**Exercise:** Once the records below have been read, copy them all out exactly.

--*--

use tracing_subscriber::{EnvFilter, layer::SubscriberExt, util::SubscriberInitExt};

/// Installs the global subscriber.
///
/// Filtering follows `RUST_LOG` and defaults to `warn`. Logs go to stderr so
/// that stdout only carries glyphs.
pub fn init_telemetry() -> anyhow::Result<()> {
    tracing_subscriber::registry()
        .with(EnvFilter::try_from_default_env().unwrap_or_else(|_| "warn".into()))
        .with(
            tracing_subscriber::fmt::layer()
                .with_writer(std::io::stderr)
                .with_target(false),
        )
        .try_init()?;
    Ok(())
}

--*--

**Written reply:**
use tracing_subscriber::{EnvFilter, layer::SubscriberExt, util::SubscriberInitExt};

/// Installs the global subscriber.
///
/// Filtering follows `RUST_LOG` and defaults to `warn`. Logs go to stderr so
/// that stdout only carries glyphs.
pub fn init_telemetry() -> anyhow::Result<()> {
    tracing_subscriber::registry()
        .with(EnvFilter::try_from_default_env().unwrap_or_else(|_| "warn".into()))
        .with(
            tracing_subscriber::fmt::layer()
                .with_writer(std::io::stderr)
                .with_target(false),
        )
        .try_init()?;
    Ok(())
}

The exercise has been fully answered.